*** Block opens ***
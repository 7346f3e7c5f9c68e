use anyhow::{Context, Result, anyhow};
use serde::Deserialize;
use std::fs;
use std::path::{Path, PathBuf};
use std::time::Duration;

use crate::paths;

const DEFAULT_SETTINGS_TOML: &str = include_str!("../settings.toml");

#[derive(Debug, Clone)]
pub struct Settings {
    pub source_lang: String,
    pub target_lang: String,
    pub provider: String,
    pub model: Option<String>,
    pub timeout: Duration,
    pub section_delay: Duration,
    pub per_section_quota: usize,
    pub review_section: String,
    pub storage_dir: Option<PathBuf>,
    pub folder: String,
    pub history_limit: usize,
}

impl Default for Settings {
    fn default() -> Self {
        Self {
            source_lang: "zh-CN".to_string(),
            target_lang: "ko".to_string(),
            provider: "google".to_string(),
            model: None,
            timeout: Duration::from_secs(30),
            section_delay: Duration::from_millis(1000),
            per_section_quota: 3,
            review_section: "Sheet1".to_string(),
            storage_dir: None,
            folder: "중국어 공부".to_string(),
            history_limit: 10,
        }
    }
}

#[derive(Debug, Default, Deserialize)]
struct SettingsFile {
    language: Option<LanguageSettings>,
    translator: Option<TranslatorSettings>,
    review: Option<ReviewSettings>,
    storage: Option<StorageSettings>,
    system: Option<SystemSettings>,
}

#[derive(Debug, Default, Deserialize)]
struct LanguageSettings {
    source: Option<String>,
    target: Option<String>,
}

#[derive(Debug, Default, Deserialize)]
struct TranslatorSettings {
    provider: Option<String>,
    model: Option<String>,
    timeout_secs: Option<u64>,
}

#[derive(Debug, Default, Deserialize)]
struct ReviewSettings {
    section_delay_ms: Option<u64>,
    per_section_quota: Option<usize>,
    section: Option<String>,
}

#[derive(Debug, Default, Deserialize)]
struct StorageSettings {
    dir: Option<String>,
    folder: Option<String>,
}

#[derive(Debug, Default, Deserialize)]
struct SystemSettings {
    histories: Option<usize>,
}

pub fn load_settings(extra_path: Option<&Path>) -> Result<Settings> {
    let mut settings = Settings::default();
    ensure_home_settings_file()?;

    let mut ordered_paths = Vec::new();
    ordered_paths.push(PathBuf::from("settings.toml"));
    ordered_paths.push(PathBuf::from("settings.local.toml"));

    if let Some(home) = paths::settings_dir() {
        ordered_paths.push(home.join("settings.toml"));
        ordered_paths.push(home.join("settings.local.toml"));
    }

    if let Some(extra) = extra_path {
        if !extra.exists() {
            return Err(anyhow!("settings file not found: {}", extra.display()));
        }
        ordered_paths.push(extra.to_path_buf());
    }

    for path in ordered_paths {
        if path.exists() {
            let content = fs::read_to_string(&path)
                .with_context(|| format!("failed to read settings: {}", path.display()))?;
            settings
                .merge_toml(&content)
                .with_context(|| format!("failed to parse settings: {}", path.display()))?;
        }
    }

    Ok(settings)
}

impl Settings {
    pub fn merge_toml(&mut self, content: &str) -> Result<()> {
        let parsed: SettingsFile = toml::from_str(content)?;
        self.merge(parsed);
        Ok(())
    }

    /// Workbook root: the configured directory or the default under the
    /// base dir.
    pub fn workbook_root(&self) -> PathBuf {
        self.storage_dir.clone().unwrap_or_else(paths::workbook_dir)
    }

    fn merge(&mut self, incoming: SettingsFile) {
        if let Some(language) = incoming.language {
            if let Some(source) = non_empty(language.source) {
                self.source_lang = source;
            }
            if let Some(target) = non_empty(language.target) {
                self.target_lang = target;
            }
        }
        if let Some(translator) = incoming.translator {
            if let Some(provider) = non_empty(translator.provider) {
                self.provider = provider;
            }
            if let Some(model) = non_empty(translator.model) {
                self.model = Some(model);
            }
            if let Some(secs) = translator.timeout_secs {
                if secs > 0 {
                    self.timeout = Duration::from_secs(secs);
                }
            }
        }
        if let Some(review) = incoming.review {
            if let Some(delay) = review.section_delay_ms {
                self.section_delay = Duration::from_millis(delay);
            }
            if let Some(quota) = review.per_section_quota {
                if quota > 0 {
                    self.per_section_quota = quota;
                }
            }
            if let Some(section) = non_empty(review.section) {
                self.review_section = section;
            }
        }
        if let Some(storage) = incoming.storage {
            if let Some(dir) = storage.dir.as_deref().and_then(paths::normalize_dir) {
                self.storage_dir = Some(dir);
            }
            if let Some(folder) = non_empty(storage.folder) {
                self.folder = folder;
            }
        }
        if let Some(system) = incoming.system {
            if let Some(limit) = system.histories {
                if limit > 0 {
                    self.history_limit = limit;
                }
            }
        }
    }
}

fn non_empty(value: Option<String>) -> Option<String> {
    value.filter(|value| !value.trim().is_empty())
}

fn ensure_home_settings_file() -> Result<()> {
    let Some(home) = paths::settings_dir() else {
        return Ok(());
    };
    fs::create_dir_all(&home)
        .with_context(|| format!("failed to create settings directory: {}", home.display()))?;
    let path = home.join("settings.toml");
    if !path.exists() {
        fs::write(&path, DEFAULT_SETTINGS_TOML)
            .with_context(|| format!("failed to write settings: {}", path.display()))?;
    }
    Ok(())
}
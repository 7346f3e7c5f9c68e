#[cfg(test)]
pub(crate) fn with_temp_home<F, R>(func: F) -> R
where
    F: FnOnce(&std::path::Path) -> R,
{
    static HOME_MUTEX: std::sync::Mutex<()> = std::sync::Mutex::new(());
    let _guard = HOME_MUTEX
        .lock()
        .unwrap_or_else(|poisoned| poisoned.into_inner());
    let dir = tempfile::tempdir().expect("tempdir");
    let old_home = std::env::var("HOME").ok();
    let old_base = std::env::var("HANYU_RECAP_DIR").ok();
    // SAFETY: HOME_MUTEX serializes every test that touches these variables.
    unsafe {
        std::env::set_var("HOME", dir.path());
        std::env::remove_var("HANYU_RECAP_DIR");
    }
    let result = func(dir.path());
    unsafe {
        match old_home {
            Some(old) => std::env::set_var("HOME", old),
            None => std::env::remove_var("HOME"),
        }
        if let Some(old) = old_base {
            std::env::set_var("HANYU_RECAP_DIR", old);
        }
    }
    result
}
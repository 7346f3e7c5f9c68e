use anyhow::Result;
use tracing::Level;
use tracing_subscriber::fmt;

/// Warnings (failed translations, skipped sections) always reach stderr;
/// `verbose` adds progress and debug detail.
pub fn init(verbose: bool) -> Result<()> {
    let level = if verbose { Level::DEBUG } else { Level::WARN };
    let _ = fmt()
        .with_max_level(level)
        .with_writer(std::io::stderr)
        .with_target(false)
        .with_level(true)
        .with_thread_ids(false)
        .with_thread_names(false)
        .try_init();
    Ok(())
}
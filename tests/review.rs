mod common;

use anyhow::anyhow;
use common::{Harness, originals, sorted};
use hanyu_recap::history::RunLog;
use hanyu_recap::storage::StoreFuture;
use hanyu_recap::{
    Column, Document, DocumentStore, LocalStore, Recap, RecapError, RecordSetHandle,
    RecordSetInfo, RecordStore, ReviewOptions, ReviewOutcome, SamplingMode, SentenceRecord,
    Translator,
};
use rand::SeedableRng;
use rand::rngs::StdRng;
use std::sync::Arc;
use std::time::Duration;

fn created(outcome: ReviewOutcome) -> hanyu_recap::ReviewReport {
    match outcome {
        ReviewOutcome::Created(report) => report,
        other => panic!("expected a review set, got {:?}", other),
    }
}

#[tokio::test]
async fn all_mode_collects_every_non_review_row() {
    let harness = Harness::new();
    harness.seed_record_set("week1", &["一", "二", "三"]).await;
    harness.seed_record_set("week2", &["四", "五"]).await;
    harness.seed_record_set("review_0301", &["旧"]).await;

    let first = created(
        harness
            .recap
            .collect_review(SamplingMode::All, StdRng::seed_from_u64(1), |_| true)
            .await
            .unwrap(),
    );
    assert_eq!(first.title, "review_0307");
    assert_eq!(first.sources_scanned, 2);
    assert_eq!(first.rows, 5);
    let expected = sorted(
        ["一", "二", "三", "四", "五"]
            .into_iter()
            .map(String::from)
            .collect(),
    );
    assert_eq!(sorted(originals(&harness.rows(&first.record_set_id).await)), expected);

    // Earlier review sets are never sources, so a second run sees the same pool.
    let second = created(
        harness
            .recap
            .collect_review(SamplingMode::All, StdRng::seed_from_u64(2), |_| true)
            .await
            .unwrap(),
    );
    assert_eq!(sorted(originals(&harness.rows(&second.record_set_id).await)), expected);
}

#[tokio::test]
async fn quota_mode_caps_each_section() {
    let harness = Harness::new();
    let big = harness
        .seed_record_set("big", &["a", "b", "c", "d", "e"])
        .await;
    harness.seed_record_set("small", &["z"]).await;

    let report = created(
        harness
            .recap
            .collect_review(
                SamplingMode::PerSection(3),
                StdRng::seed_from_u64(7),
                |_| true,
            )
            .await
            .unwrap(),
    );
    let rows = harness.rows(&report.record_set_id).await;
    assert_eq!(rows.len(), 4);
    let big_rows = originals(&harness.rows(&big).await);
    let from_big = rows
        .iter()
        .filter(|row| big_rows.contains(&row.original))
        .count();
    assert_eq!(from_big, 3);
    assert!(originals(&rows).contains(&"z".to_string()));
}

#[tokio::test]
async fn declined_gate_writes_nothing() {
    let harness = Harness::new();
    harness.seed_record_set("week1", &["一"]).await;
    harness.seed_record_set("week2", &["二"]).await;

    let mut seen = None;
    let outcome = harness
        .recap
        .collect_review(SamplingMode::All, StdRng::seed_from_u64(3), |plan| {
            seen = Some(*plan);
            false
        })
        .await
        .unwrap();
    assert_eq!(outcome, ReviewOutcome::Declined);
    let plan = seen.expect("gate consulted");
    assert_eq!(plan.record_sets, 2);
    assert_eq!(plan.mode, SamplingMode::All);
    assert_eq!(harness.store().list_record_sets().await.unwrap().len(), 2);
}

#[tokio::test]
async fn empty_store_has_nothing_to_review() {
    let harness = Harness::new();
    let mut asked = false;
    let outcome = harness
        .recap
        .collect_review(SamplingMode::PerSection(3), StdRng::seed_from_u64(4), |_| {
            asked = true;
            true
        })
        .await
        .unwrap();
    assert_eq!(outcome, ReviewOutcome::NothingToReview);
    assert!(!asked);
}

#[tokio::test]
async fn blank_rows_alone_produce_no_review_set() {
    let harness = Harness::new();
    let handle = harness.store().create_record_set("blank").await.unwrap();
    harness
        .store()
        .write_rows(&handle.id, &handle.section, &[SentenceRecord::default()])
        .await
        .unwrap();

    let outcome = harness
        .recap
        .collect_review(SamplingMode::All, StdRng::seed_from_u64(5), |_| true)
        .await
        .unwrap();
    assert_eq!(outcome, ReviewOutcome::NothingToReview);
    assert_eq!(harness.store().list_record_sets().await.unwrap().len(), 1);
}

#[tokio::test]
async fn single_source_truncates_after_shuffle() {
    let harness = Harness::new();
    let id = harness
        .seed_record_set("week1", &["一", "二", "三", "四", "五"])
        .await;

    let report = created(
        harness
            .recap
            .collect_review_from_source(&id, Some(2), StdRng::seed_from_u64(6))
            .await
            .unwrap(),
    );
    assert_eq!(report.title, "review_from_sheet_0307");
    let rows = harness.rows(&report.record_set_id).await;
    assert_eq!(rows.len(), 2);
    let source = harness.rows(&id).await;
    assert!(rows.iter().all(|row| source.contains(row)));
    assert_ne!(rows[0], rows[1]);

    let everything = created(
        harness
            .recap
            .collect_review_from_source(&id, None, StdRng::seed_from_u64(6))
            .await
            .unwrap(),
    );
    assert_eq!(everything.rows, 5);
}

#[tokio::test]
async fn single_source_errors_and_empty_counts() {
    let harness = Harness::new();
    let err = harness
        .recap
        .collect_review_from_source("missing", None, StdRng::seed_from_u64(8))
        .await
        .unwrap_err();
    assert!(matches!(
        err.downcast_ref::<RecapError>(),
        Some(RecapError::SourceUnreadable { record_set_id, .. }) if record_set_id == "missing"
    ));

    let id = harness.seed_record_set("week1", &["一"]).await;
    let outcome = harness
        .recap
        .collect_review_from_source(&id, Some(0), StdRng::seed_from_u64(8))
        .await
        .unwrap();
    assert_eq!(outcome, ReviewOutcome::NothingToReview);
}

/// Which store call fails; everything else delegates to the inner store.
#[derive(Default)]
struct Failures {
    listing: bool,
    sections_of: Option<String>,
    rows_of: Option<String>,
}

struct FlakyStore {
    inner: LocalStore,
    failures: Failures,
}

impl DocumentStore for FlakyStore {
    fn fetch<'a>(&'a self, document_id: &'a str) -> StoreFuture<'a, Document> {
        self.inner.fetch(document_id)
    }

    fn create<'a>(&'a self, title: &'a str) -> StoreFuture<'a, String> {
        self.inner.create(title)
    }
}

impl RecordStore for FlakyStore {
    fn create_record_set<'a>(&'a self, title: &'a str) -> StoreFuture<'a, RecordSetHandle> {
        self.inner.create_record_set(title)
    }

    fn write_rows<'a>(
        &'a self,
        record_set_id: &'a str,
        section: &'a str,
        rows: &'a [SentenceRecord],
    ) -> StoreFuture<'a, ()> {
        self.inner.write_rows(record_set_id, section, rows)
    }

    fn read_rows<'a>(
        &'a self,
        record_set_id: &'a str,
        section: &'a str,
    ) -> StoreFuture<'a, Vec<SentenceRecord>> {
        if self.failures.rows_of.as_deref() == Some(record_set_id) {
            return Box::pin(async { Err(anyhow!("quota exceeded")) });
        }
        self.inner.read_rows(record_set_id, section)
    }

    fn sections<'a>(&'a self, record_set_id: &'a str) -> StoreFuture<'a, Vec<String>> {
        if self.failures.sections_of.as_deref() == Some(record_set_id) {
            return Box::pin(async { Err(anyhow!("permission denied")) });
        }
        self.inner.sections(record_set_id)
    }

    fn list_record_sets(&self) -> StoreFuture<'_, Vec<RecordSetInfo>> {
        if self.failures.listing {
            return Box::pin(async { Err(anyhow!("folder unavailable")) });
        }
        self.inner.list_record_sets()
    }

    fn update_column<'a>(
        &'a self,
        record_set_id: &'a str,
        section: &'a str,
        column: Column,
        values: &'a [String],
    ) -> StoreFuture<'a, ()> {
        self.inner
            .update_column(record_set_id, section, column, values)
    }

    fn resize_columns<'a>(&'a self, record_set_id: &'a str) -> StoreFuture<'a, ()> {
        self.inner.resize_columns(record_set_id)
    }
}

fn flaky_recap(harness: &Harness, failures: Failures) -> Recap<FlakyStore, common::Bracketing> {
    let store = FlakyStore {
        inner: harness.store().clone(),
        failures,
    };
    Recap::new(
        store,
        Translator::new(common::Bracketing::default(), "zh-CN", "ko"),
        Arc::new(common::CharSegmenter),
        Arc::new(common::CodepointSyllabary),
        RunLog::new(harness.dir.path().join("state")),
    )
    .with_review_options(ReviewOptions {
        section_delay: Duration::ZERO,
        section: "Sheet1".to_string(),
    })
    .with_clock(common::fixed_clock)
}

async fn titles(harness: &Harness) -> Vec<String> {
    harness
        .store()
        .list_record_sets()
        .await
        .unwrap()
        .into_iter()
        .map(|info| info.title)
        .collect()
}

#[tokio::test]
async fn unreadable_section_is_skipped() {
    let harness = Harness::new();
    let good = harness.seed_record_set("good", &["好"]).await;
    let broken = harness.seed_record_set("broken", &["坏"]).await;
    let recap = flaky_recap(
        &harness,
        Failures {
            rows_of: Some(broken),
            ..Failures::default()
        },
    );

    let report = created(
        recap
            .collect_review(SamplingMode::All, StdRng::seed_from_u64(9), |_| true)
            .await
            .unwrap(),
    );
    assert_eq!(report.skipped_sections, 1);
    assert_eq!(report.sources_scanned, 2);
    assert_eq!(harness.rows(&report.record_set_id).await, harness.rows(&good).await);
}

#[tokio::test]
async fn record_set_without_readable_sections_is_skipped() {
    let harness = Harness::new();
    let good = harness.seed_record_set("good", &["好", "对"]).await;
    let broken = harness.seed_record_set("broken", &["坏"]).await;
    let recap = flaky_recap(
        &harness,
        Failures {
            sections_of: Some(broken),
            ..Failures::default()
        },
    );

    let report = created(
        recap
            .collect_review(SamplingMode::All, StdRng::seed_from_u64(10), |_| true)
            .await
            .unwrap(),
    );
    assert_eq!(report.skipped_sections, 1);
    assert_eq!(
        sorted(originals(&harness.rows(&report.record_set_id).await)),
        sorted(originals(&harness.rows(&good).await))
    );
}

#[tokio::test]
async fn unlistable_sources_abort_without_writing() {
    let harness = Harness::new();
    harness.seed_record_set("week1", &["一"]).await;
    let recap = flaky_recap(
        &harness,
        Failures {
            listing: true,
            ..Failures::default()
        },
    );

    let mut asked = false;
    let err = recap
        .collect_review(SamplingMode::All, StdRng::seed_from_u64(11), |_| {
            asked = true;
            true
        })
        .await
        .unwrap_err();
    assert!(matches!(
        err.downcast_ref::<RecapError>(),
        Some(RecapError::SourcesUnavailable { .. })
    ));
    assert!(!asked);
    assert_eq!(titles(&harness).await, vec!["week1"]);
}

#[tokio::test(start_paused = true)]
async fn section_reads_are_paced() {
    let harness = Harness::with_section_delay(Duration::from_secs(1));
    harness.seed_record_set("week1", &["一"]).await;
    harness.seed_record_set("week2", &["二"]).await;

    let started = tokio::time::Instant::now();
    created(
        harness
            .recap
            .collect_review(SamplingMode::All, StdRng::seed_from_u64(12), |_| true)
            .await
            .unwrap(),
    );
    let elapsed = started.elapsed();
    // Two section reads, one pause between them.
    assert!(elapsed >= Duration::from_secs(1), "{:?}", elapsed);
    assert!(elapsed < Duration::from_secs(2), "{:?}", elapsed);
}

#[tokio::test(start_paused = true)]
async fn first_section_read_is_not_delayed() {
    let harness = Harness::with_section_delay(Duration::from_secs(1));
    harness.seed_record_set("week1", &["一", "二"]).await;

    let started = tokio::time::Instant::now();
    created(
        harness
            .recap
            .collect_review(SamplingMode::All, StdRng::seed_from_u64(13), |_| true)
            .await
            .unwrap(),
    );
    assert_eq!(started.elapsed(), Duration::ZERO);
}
*** Block closes ***
• **Task statement**: Where the string "elapsed" appears in a line of the entries above, return that line.

• **Result of this exercise**:
    let elapsed = started.elapsed();
    assert!(elapsed >= Duration::from_secs(1), "{:?}", elapsed);
    assert!(elapsed < Duration::from_secs(2), "{:?}", elapsed);
    assert_eq!(started.elapsed(), Duration::ZERO);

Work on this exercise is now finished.